Ad un passo dallo strappo, ad un mese da Pontida. Dopo l’appello all’unità di Salvini e il video della Lega che rilancia lo storico raduno dalla Versiliana il fronte ‘nordista’ resta in pressing per il rinnovamento, in primis sulla leadership
E si attende Salvini che nel chiedere unità affida la mediazione, ormai sul filo, per un possibile intervento sullo Statuto con le macroregioni, per rispondere alla richiesta di attenzione al Nord e alla base, lasciando invariati impianto nazionale e leadership: la vera questione per i nordisti, da Romeo ai Governatori Fedriga Fontana Fugatti, specie dopo lo scossone Vannacci e il calo dei consensi del partito e in vista di elezioni politiche insidiate dalla corsa dell’ex generale con Futuro nazionale e una nuova legge elettorale che favorisce la competizione tra leader.
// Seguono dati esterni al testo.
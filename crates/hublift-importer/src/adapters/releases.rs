//! Release import, bulk per page with author resolution.
//!
//! Authors are resolved before the batch insert; unresolved identities get
//! the fallback user and, once generated ids are back, one placeholder
//! reference per affected row.

use crate::adapter::{ImportStrategy, ObjectAdapter};
use crate::context::RunContext;
use crate::error::ImportTaskError;
use crate::ledger::PlaceholderReference;
use crate::persister::{BulkMapper, BulkPersister, RowValidationError};
use crate::user_finder::external_author;
use async_trait::async_trait;
use hublift_core::{parse_timestamp, ExternalUser, ObjectType};
use hublift_entities::releases;
use sea_orm::{ColumnTrait, DatabaseConnection, DbErr, EntityTrait, QueryFilter, Set};
use serde_json::Value;
use std::collections::HashMap;

use super::timestamp_or_now;

pub struct ReleaseAdapter;

struct ReleaseMapper {
    /// Resolved local author id per tag, filled before the batch insert.
    authors: HashMap<String, i64>,
}

#[async_trait]
impl BulkMapper for ReleaseMapper {
    type Entity = releases::Entity;

    fn object_kind(&self) -> &'static str {
        "release"
    }

    fn build_row(
        &self,
        project_id: i64,
        raw: &Value,
    ) -> Result<releases::ActiveModel, RowValidationError> {
        let external_id = raw
            .get("id")
            .and_then(|v| v.as_i64())
            .ok_or_else(|| RowValidationError::new("release", "missing id"))?;
        let tag_name = raw
            .get("tag_name")
            .and_then(|v| v.as_str())
            .filter(|tag| !tag.is_empty())
            .ok_or_else(|| RowValidationError::new("release", "missing tag_name"))?;

        Ok(releases::ActiveModel {
            project_id: Set(project_id),
            external_id: Set(external_id),
            tag_name: Set(tag_name.to_string()),
            name: Set(raw.get("name").and_then(|v| v.as_str()).map(String::from)),
            body: Set(raw.get("body").and_then(|v| v.as_str()).map(String::from)),
            author_id: Set(self.authors.get(tag_name).copied()),
            released_at: Set(parse_timestamp(raw, "published_at")),
            created_at: Set(timestamp_or_now(parse_timestamp(raw, "created_at"))),
            ..Default::default()
        })
    }

    async fn already_imported(
        &self,
        db: &DatabaseConnection,
        project_id: i64,
        raw: &Value,
    ) -> Result<bool, DbErr> {
        let tag_name = match raw.get("tag_name").and_then(|v| v.as_str()) {
            Some(tag) => tag,
            None => return Ok(false),
        };
        Ok(releases::Entity::find()
            .filter(releases::Column::ProjectId.eq(project_id))
            .filter(releases::Column::TagName.eq(tag_name))
            .one(db)
            .await?
            .is_some())
    }
}

#[async_trait]
impl ObjectAdapter for ReleaseAdapter {
    fn object_type(&self) -> ObjectType {
        ObjectType::Release
    }

    fn collection_name(&self) -> &'static str {
        "releases"
    }

    fn task_type(&self) -> &'static str {
        "import_releases_page"
    }

    fn strategy(&self) -> ImportStrategy {
        ImportStrategy::BulkPage
    }

    async fn import_page(&self, ctx: &RunContext, raws: &[Value]) -> Result<u64, ImportTaskError> {
        let finder = ctx.user_finder();
        let mut authors = HashMap::new();
        let mut unresolved: HashMap<String, ExternalUser> = HashMap::new();

        for raw in raws {
            let tag = match raw.get("tag_name").and_then(|v| v.as_str()) {
                Some(tag) => tag.to_string(),
                None => continue,
            };
            if let Some(author) = external_author(raw, "author") {
                let (author_id, found) = finder.author_id_for(Some(&author)).await?;
                authors.insert(tag.clone(), author_id);
                if !found {
                    unresolved.insert(tag, author);
                }
            }
        }

        let mapper = ReleaseMapper { authors };
        let outcome = BulkPersister::persist(&ctx.db, &mapper, ctx.project_id, raws).await?;
        if !outcome.invalid.is_empty() {
            ctx.counters()
                .add_failed(&ctx.scope_for(self.object_type()), outcome.invalid.len() as i64)
                .await?;
        }

        let references: Vec<PlaceholderReference> = outcome
            .models
            .iter()
            .filter_map(|model| {
                unresolved.get(&model.tag_name).map(|author| PlaceholderReference {
                    record_table: "releases",
                    record_id: model.id,
                    column_name: "author_id",
                    external_user_id: author.id,
                    external_login: Some(author.login.clone()),
                })
            })
            .collect();
        ctx.ledger().push_many(ctx.project_id, references).await?;

        Ok(outcome.inserted())
    }
}

#[cfg(test)]
mod tests {
    use super::*;
    use crate::test_support::{test_context_with, CollectingQueue, ScriptedClient};
    use crate::user_finder::MapUserResolver;
    use hublift_core::ImportSettings;
    use sea_orm::{DatabaseBackend, MockDatabase, MockExecResult};
    use serde_json::json;
    use std::sync::Arc;

    fn release_model(id: i64, tag: &str, author_id: Option<i64>) -> releases::Model {
        releases::Model {
            id,
            project_id: 1,
            external_id: id,
            tag_name: tag.to_string(),
            name: None,
            body: None,
            author_id,
            released_at: None,
            created_at: chrono::Utc::now(),
        }
    }

    #[tokio::test]
    async fn unresolved_author_gets_fallback_and_placeholder() {
        let settings = ImportSettings::default();
        let fallback = settings.fallback_user_id;
        let db = MockDatabase::new(DatabaseBackend::Postgres)
            // natural-key lookups
            .append_query_results::<releases::Model, _, _>([vec![], vec![]])
            // batch insert returning both rows
            .append_query_results([vec![
                release_model(10, "v1.0", Some(42)),
                release_model(11, "v1.1", Some(fallback)),
            ]])
            // placeholder ledger insert
            .append_exec_results([MockExecResult {
                last_insert_id: 1,
                rows_affected: 1,
            }])
            .into_connection();

        // alice (500) resolves to 42; ghost (600) has no mapping
        let users = Arc::new(MapUserResolver::new(std::collections::HashMap::from([(
            500, 42,
        )])));
        let ctx = test_context_with(
            db,
            Arc::new(ScriptedClient::new()),
            Arc::new(CollectingQueue::new()),
            users,
            settings,
        );

        let raws = vec![
            json!({"id": 10, "tag_name": "v1.0", "author": {"id": 500, "login": "alice"}}),
            json!({"id": 11, "tag_name": "v1.1", "author": {"id": 600, "login": "ghost"}}),
        ];
        let imported = ReleaseAdapter.import_page(&ctx, &raws).await.unwrap();
        assert_eq!(imported, 2);

        // Two natural-key lookups, the batch insert, and the placeholder
        // write for ghost's release.
        assert_eq!(ctx.db.into_transaction_log().len(), 4);
    }
}
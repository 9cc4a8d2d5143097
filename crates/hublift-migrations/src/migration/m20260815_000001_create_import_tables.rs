use sea_orm_migration::prelude::*;

#[derive(DeriveMigrationName)]
pub struct Migration;
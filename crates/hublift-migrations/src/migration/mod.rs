pub use sea_orm_migration::prelude::*;

mod m20260815_000001_create_import_tables;

pub struct Migrator;

#[async_trait::async_trait]
impl MigratorTrait for Migrator {
    fn migrations() -> Vec<Box<dyn MigrationTrait>> {
        vec![Box::new(m20260815_000001_create_import_tables::Migration)]
    }
}
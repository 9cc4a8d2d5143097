//! Redis-backed `StateStore` implementation.

use crate::error::StateError;
use crate::store::StateStore;
use async_trait::async_trait;
use redis::AsyncCommands;
use std::collections::HashSet;
use std::time::Duration;
use tracing::debug;

/// Stores an integer only when it is greater than the current value, applying
/// a TTL when one is given. Evaluated atomically server-side.
const SET_IF_GREATER: &str = r#"
local current = tonumber(redis.call('GET', KEYS[1]))
local new = tonumber(ARGV[1])
if current == nil or new > current then
  redis.call('SET', KEYS[1], ARGV[1])
  if tonumber(ARGV[2]) > 0 then
    redis.call('EXPIRE', KEYS[1], ARGV[2])
  end
  return 1
end
return 0
"#;

/// Shared state store over Redis, used when import runs are spread across
/// processes. Connection management mirrors the rest of the platform: one
/// `ConnectionManager` cloned per operation.
pub struct RedisStateStore {
    conn: redis::aio::ConnectionManager,
}

impl RedisStateStore {
    pub async fn connect(url: &str) -> Result<Self, StateError> {
        let client = redis::Client::open(url)
            .map_err(|e| StateError::ConnectionFailed(e.to_string()))?;
        let conn = redis::aio::ConnectionManager::new(client)
            .await
            .map_err(|e| StateError::ConnectionFailed(e.to_string()))?;
        Ok(Self { conn })
    }

    pub fn new(conn: redis::aio::ConnectionManager) -> Self {
        Self { conn }
    }

    fn connection(&self) -> redis::aio::ConnectionManager {
        self.conn.clone()
    }
}

#[async_trait]
impl StateStore for RedisStateStore {
    async fn get(&self, key: &str) -> Result<Option<String>, StateError> {
        let mut conn = self.connection();
        let value: Option<String> = conn.get(key).await?;
        Ok(value)
    }

    async fn set(&self, key: &str, value: &str, ttl: Option<Duration>) -> Result<(), StateError> {
        let mut conn = self.connection();
        debug!("state SET {}", key);
        match ttl {
            Some(ttl) => conn.set_ex::<_, _, ()>(key, value, ttl.as_secs()).await?,
            None => conn.set::<_, _, ()>(key, value).await?,
        }
        Ok(())
    }

    async fn set_if_greater(
        &self,
        key: &str,
        value: i64,
        ttl: Option<Duration>,
    ) -> Result<bool, StateError> {
        let mut conn = self.connection();
        let ttl_secs = ttl.map(|t| t.as_secs() as i64).unwrap_or(0);
        let updated: i64 = redis::Script::new(SET_IF_GREATER)
            .key(key)
            .arg(value)
            .arg(ttl_secs)
            .invoke_async(&mut conn)
            .await?;
        Ok(updated == 1)
    }

    async fn increment(&self, key: &str, by: i64) -> Result<i64, StateError> {
        let mut conn = self.connection();
        let value: i64 = conn.incr(key, by).await?;
        Ok(value)
    }

    async fn delete(&self, key: &str) -> Result<(), StateError> {
        let mut conn = self.connection();
        debug!("state DEL {}", key);
        conn.del::<_, ()>(key).await?;
        Ok(())
    }

    async fn expire(&self, key: &str, ttl: Duration) -> Result<(), StateError> {
        let mut conn = self.connection();
        conn.expire::<_, bool>(key, ttl.as_secs() as i64).await?;
        Ok(())
    }

    async fn set_add(
        &self,
        key: &str,
        member: &str,
        ttl: Option<Duration>,
    ) -> Result<bool, StateError> {
        let mut conn = self.connection();
        let added: i64 = conn.sadd(key, member).await?;
        if let Some(ttl) = ttl {
            conn.expire::<_, bool>(key, ttl.as_secs() as i64).await?;
        }
        Ok(added > 0)
    }

    async fn set_includes(&self, key: &str, member: &str) -> Result<bool, StateError> {
        let mut conn = self.connection();
        let included: bool = conn.sismember(key, member).await?;
        Ok(included)
    }

    async fn set_includes_many(
        &self,
        key: &str,
        members: &[String],
    ) -> Result<HashSet<String>, StateError> {
        if members.is_empty() {
            return Ok(HashSet::new());
        }
        let mut conn = self.connection();
        let mut pipe = redis::pipe();
        for member in members {
            pipe.sismember(key, member);
        }
        let flags: Vec<bool> = pipe.query_async(&mut conn).await?;
        Ok(members
            .iter()
            .zip(flags)
            .filter(|(_, present)| *present)
            .map(|(member, _)| member.clone())
            .collect())
    }

    async fn set_members(&self, key: &str) -> Result<HashSet<String>, StateError> {
        let mut conn = self.connection();
        let members: Vec<String> = conn.smembers(key).await?;
        Ok(members.into_iter().collect())
    }
}
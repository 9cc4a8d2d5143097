//! Import task execution: consumes dispatched jobs and applies bounded retry.

use crate::adapter::{AdapterRegistry, ObjectAdapter};
use crate::context::RunContext;
use crate::driver::{DriverError, RunOutcome, SchedulingDriver};
use crate::error::ImportTaskError;
use hublift_core::{ImportObjectJob, Job, JobReceiver, QueueError, ResumeImportJob};
use std::sync::Arc;
use tracing::{debug, error, info, warn};

/// Run one driver pass and, when it suspends, hand the continuation to the
/// queue as a delayed resume job. The sender never sleeps; the delay lives in
/// the dispatch layer.
pub async fn run_with_reschedule(
    ctx: &RunContext,
    adapter: &dyn ObjectAdapter,
) -> Result<RunOutcome, DriverError> {
    let outcome = SchedulingDriver::new(ctx).run(adapter).await?;
    if let RunOutcome::Rescheduled(reschedule) = &outcome {
        ctx.queue
            .send_delayed(
                Job::ResumeImport(ResumeImportJob {
                    project_id: ctx.project_id,
                    object_type: adapter.object_type(),
                    reason: reschedule.reason,
                }),
                reschedule.delay,
            )
            .await?;
    }
    Ok(outcome)
}

/// Executes import jobs pulled off the queue.
///
/// Per-object failures are tallied and never cascade: a broken object costs
/// one `failed` increment, not the run. Only state-store and queue failures
/// propagate out of `handle`.
pub struct ImportWorker {
    ctx: RunContext,
    registry: Arc<AdapterRegistry>,
}

impl ImportWorker {
    pub fn new(ctx: RunContext, registry: Arc<AdapterRegistry>) -> Self {
        Self { ctx, registry }
    }

    /// Consume jobs until the queue closes.
    pub async fn run(&self, mut receiver: Box<dyn JobReceiver>) -> Result<(), DriverError> {
        loop {
            match receiver.recv().await {
                Ok(job) => self.handle(job).await?,
                Err(QueueError::ChannelClosed) => {
                    info!("Job queue closed, worker exiting");
                    return Ok(());
                }
                Err(err) => {
                    warn!("Failed to receive job: {}", err);
                }
            }
        }
    }

    pub async fn handle(&self, job: Job) -> Result<(), DriverError> {
        match job {
            Job::ImportObject(job) => self.handle_import(job).await,
            Job::ResumeImport(job) => self.handle_resume(job).await,
        }
    }

    async fn handle_import(&self, job: ImportObjectJob) -> Result<(), DriverError> {
        let adapter = match self.registry.by_task_type(&job.task_type) {
            Some(adapter) => adapter,
            None => {
                error!(task_type = %job.task_type, "No adapter for task type, dropping job");
                return Ok(());
            }
        };
        let scope = self.ctx.scope_for(adapter.object_type());

        let mut attempt = 1;
        loop {
            match adapter.import_object(&self.ctx, &job.representation).await {
                Ok(()) => {
                    self.ctx.counters().add_imported(&scope, 1).await?;
                    return Ok(());
                }
                Err(ImportTaskError::Transient(details))
                    if attempt < self.ctx.settings.max_task_attempts =>
                {
                    debug!(
                        task_type = %job.task_type,
                        external_id = %job.representation.external_id,
                        attempt,
                        "Transient task failure, retrying: {}",
                        details
                    );
                    attempt += 1;
                }
                Err(ImportTaskError::UnresolvedParent(details)) => {
                    // The parent may arrive in a later stage; the object is
                    // skipped, not failed.
                    warn!(
                        task_type = %job.task_type,
                        external_id = %job.representation.external_id,
                        "Skipping object with unresolved parent: {}",
                        details
                    );
                    return Ok(());
                }
                Err(ImportTaskError::State(err)) => return Err(DriverError::State(err)),
                Err(err) => {
                    warn!(
                        task_type = %job.task_type,
                        external_id = %job.representation.external_id,
                        attempt,
                        "Import task failed: {}",
                        err
                    );
                    self.ctx.counters().add_failed(&scope, 1).await?;
                    return Ok(());
                }
            }
        }
    }

    async fn handle_resume(&self, job: ResumeImportJob) -> Result<(), DriverError> {
        let adapter = match self.registry.get(job.object_type) {
            Some(adapter) => adapter,
            None => {
                error!(object_type = %job.object_type, "No adapter registered, dropping resume");
                return Ok(());
            }
        };
        info!(
            project_id = job.project_id,
            object_type = %job.object_type,
            reason = %job.reason,
            "Resuming suspended import run"
        );
        run_with_reschedule(&self.ctx, adapter.as_ref()).await?;
        Ok(())
    }
}
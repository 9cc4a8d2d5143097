//! Deduplication cache: the persisted membership set that prevents duplicate
//! import dispatch across repeated or resumed fetch loops.

use crate::error::StateError;
use crate::scope::ImportScope;
use crate::store::StateStore;
use std::collections::HashSet;
use std::sync::Arc;
use std::time::Duration;

const ENTITY: &str = "already-imported";

/// Persisted set of externally-sourced object ids already handled, scoped per
/// (project, object type).
///
/// Once an id is marked, a later `contains` call returns true even from a
/// different process after a restart. Entries carry a bounded TTL so state
/// from abandoned imports eventually disappears.
#[derive(Clone)]
pub struct DeduplicationCache {
    store: Arc<dyn StateStore>,
    ttl: Duration,
}

impl DeduplicationCache {
    pub fn new(store: Arc<dyn StateStore>, ttl: Duration) -> Self {
        Self { store, ttl }
    }

    pub async fn contains(&self, scope: &ImportScope, id: &str) -> Result<bool, StateError> {
        self.store.set_includes(&scope.key(ENTITY), id).await
    }

    /// Mark an id as imported. Idempotent; calling twice is safe.
    pub async fn mark_imported(&self, scope: &ImportScope, id: &str) -> Result<(), StateError> {
        self.store
            .set_add(&scope.key(ENTITY), id, Some(self.ttl))
            .await?;
        Ok(())
    }

    /// Which of `ids` are already marked. One round trip per page instead of
    /// one per object.
    pub async fn bulk_contains(
        &self,
        scope: &ImportScope,
        ids: &[String],
    ) -> Result<HashSet<String>, StateError> {
        self.store.set_includes_many(&scope.key(ENTITY), ids).await
    }

    pub async fn members(&self, scope: &ImportScope) -> Result<HashSet<String>, StateError> {
        self.store.set_members(&scope.key(ENTITY)).await
    }

    /// Drop the whole set, used when an import run is finalized.
    pub async fn expire(&self, scope: &ImportScope) -> Result<(), StateError> {
        self.store.delete(&scope.key(ENTITY)).await
    }
}
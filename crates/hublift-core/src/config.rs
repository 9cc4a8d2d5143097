//! Configuration for import runs

use serde::{Deserialize, Serialize};
use std::time::Duration;

/// Tuning knobs for a project import.
///
/// Carried by value inside the run context; never read from ambient globals.
#[derive(Debug, Clone, Serialize, Deserialize)]
pub struct ImportSettings {
    /// Objects requested per page from the platform API.
    pub page_size: u64,
    /// Pages processed before a run suspends and reschedules itself. This is
    /// the step budget that keeps a single invocation bounded.
    pub max_pages_per_run: u32,
    /// Fallback delay when the platform rate-limits us without a
    /// `retry_after` hint.
    pub rate_limit_delay_secs: u64,
    /// Delay before retrying after a transient fetch failure.
    pub transient_delay_secs: u64,
    /// Attempts the task layer makes per import job before marking it failed.
    pub max_task_attempts: u32,
    /// TTL applied to dedup-cache and page-cursor keys so abandoned runs do
    /// not leak state forever.
    pub state_ttl_secs: u64,
    /// Local user substituted for authors that cannot be resolved to a local
    /// identity.
    pub fallback_user_id: i64,
}

impl Default for ImportSettings {
    fn default() -> Self {
        Self {
            page_size: 100,
            max_pages_per_run: 50,
            rate_limit_delay_secs: 900,
            transient_delay_secs: 15,
            max_task_attempts: 3,
            state_ttl_secs: 24 * 60 * 60,
            fallback_user_id: 1,
        }
    }
}

impl ImportSettings {
    pub fn rate_limit_delay(&self) -> Duration {
        Duration::from_secs(self.rate_limit_delay_secs)
    }

    pub fn transient_delay(&self) -> Duration {
        Duration::from_secs(self.transient_delay_secs)
    }

    pub fn state_ttl(&self) -> Duration {
        Duration::from_secs(self.state_ttl_secs)
    }
}
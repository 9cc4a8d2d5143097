//! Project-level import reporting, aggregated from the shared counters.

use hublift_core::ObjectType;
use hublift_state::{ImportCounter, ImportScope, ImportTallies, StateError};
use serde::Serialize;

#[derive(Debug, Clone, Serialize)]
pub struct ObjectTypeSummary {
    pub object_type: ObjectType,
    pub tallies: ImportTallies,
}

#[derive(Debug, Clone, Serialize)]
pub struct ProjectImportSummary {
    pub project_id: i64,
    pub per_type: Vec<ObjectTypeSummary>,
    pub totals: ImportTallies,
}

impl ProjectImportSummary {
    /// Every fetched object is accounted for when fetched equals imported
    /// plus failed. Dispatch-strategy types trail while tasks are in flight.
    pub fn is_settled(&self) -> bool {
        self.totals.fetched == self.totals.imported + self.totals.failed
    }
}

/// Snapshot the tallies of every object type for one project.
pub async fn project_summary(
    counters: &ImportCounter,
    project_id: i64,
    object_types: &[ObjectType],
) -> Result<ProjectImportSummary, StateError> {
    let mut per_type = Vec::with_capacity(object_types.len());
    let mut totals = ImportTallies::default();

    for &object_type in object_types {
        let tallies = counters
            .tallies(&ImportScope::new(project_id, object_type))
            .await?;
        totals.fetched += tallies.fetched;
        totals.imported += tallies.imported;
        totals.failed += tallies.failed;
        per_type.push(ObjectTypeSummary {
            object_type,
            tallies,
        });
    }

    Ok(ProjectImportSummary {
        project_id,
        per_type,
        totals,
    })
}

#[cfg(test)]
mod tests {
    use super::*;
    use hublift_state::MemoryStateStore;
    use std::sync::Arc;

    #[tokio::test]
    async fn aggregates_across_object_types() {
        let counters = ImportCounter::new(Arc::new(MemoryStateStore::new()));
        let issues = ImportScope::new(1, ObjectType::Issue);
        let labels = ImportScope::new(1, ObjectType::Label);

        counters.add_fetched(&issues, 10).await.unwrap();
        counters.add_imported(&issues, 9).await.unwrap();
        counters.add_failed(&issues, 1).await.unwrap();
        counters.add_fetched(&labels, 4).await.unwrap();
        counters.add_imported(&labels, 4).await.unwrap();

        let summary = project_summary(
            &counters,
            1,
            &[ObjectType::Issue, ObjectType::Label, ObjectType::Note],
        )
        .await
        .unwrap();

        assert_eq!(summary.totals.fetched, 14);
        assert_eq!(summary.totals.imported, 13);
        assert_eq!(summary.totals.failed, 1);
        assert!(summary.is_settled());
        assert_eq!(summary.per_type.len(), 3);
        assert_eq!(summary.per_type[2].tallies, ImportTallies::default());
    }

    #[tokio::test]
    async fn unsettled_while_tasks_are_in_flight() {
        let counters = ImportCounter::new(Arc::new(MemoryStateStore::new()));
        let issues = ImportScope::new(1, ObjectType::Issue);

        counters.add_fetched(&issues, 10).await.unwrap();
        counters.add_imported(&issues, 4).await.unwrap();

        let summary = project_summary(&counters, 1, &[ObjectType::Issue])
            .await
            .unwrap();
        assert!(!summary.is_settled());
    }
}
use sea_orm::entity::prelude::*;
use serde::{Deserialize, Serialize};

use hublift_core::UtcDateTime;

#[derive(Clone, Debug, PartialEq, DeriveEntityModel, Eq, Serialize, Deserialize)]
#[sea_orm(table_name = "pull_requests")]
pub struct Model {
    #[sea_orm(primary_key)]
    pub id: i64,
    pub project_id: i64,
    /// Pull request number on the external platform; unique per project.
    pub external_iid: i64,
    pub title: String,
    pub body: Option<String>,
    pub state: String,
    pub source_branch: String,
    pub target_branch: String,
    pub author_id: i64,
    pub merged_at: Option<UtcDateTime>,
    pub created_at: UtcDateTime,
    pub updated_at: UtcDateTime,
}

#[derive(Copy, Clone, Debug, EnumIter, DeriveRelation)]
pub enum Relation {}

impl ActiveModelBehavior for ActiveModel {}
//! Database migrations for the Hublift import engine

pub use sea_orm_migration::prelude::*;

mod migration;

pub use migration::Migrator;
use sea_orm::entity::prelude::*;
use serde::{Deserialize, Serialize};

use hublift_core::UtcDateTime;

#[derive(Clone, Debug, PartialEq, DeriveEntityModel, Eq, Serialize, Deserialize)]
#[sea_orm(table_name = "protected_branches")]
pub struct Model {
    #[sea_orm(primary_key)]
    pub id: i64,
    pub project_id: i64,
    /// Branch name is the natural key; protected branches have no numeric id
    /// on the external platform.
    pub name: String,
    pub allow_force_push: bool,
    pub require_reviews: bool,
    pub created_at: UtcDateTime,
}

#[derive(Copy, Clone, Debug, EnumIter, DeriveRelation)]
pub enum Relation {}

impl ActiveModelBehavior for ActiveModel {}
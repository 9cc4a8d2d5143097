use sea_orm::entity::prelude::*;
use serde::{Deserialize, Serialize};

use hublift_core::UtcDateTime;

#[derive(Clone, Debug, PartialEq, DeriveEntityModel, Eq, Serialize, Deserialize)]
#[sea_orm(table_name = "labels")]
pub struct Model {
    #[sea_orm(primary_key)]
    pub id: i64,
    pub project_id: i64,
    /// Id of the label on the external platform.
    pub external_id: i64,
    /// Natural key within a project; unique per (project_id, name).
    pub name: String,
    pub color: Option<String>,
    pub description: Option<String>,
    pub created_at: UtcDateTime,
}

#[derive(Copy, Clone, Debug, EnumIter, DeriveRelation)]
pub enum Relation {}

impl ActiveModelBehavior for ActiveModel {}
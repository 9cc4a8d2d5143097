//! Error taxonomy for import task execution.

use hublift_state::StateError;
use sea_orm::DbErr;
use thiserror::Error;

/// Failures while importing a single dispatched object or a bulk page.
///
/// Only `Database` and `State` threaten progress tracking; the rest are
/// per-object conditions that never cascade to sibling tasks.
#[derive(Error, Debug)]
pub enum ImportTaskError {
    /// The representation payload did not match the adapter's schema.
    #[error("Invalid representation payload: {0}")]
    InvalidPayload(String),

    /// The object references a parent record that does not exist locally,
    /// e.g. a note whose issue was never imported. The object is skipped.
    #[error("Parent record not found: {0}")]
    UnresolvedParent(String),

    /// Recoverable failure; the task layer retries a bounded number of times.
    #[error("Transient import failure: {0}")]
    Transient(String),

    #[error("Database error: {0}")]
    Database(#[from] DbErr),

    #[error("State store error: {0}")]
    State(#[from] StateError),
}
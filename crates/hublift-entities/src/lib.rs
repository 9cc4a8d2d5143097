//! Sea-ORM entities for imported records.
//!
//! One table per importable object type, plus the placeholder-reference
//! ledger used for deferred identity reconciliation. All imported tables
//! carry the external platform id (or natural key) alongside the local
//! primary key so re-imports can be detected.

pub mod attachments;
pub mod collaborators;
pub mod issues;
pub mod labels;
pub mod milestones;
pub mod notes;
pub mod placeholder_references;
pub mod protected_branches;
pub mod pull_requests;
pub mod releases;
Unità con chi vuole per Salvini, ma no a correnti e associazioni “con Vannacci non la vollero, la Lega è una” ribatte tagliente Durigon mentre i fedelissimi fanno quadrato, “con Salvini la maggioranza di militanti, eletti e dirigenti del Consiglio Federale”; alla Lega servono idee, altrimenti è solo una richiesta di posti in lista chiosa Borghi.
Nel video che rilancia il raduno di Pontida la voce di Salvini dal palco della scorsa edizione, con il richiamo alla terra e alle radici. Poco distante dal pratone uno striscione anonimo anticipa: Lega rinnovata, o Pontida di rivolta.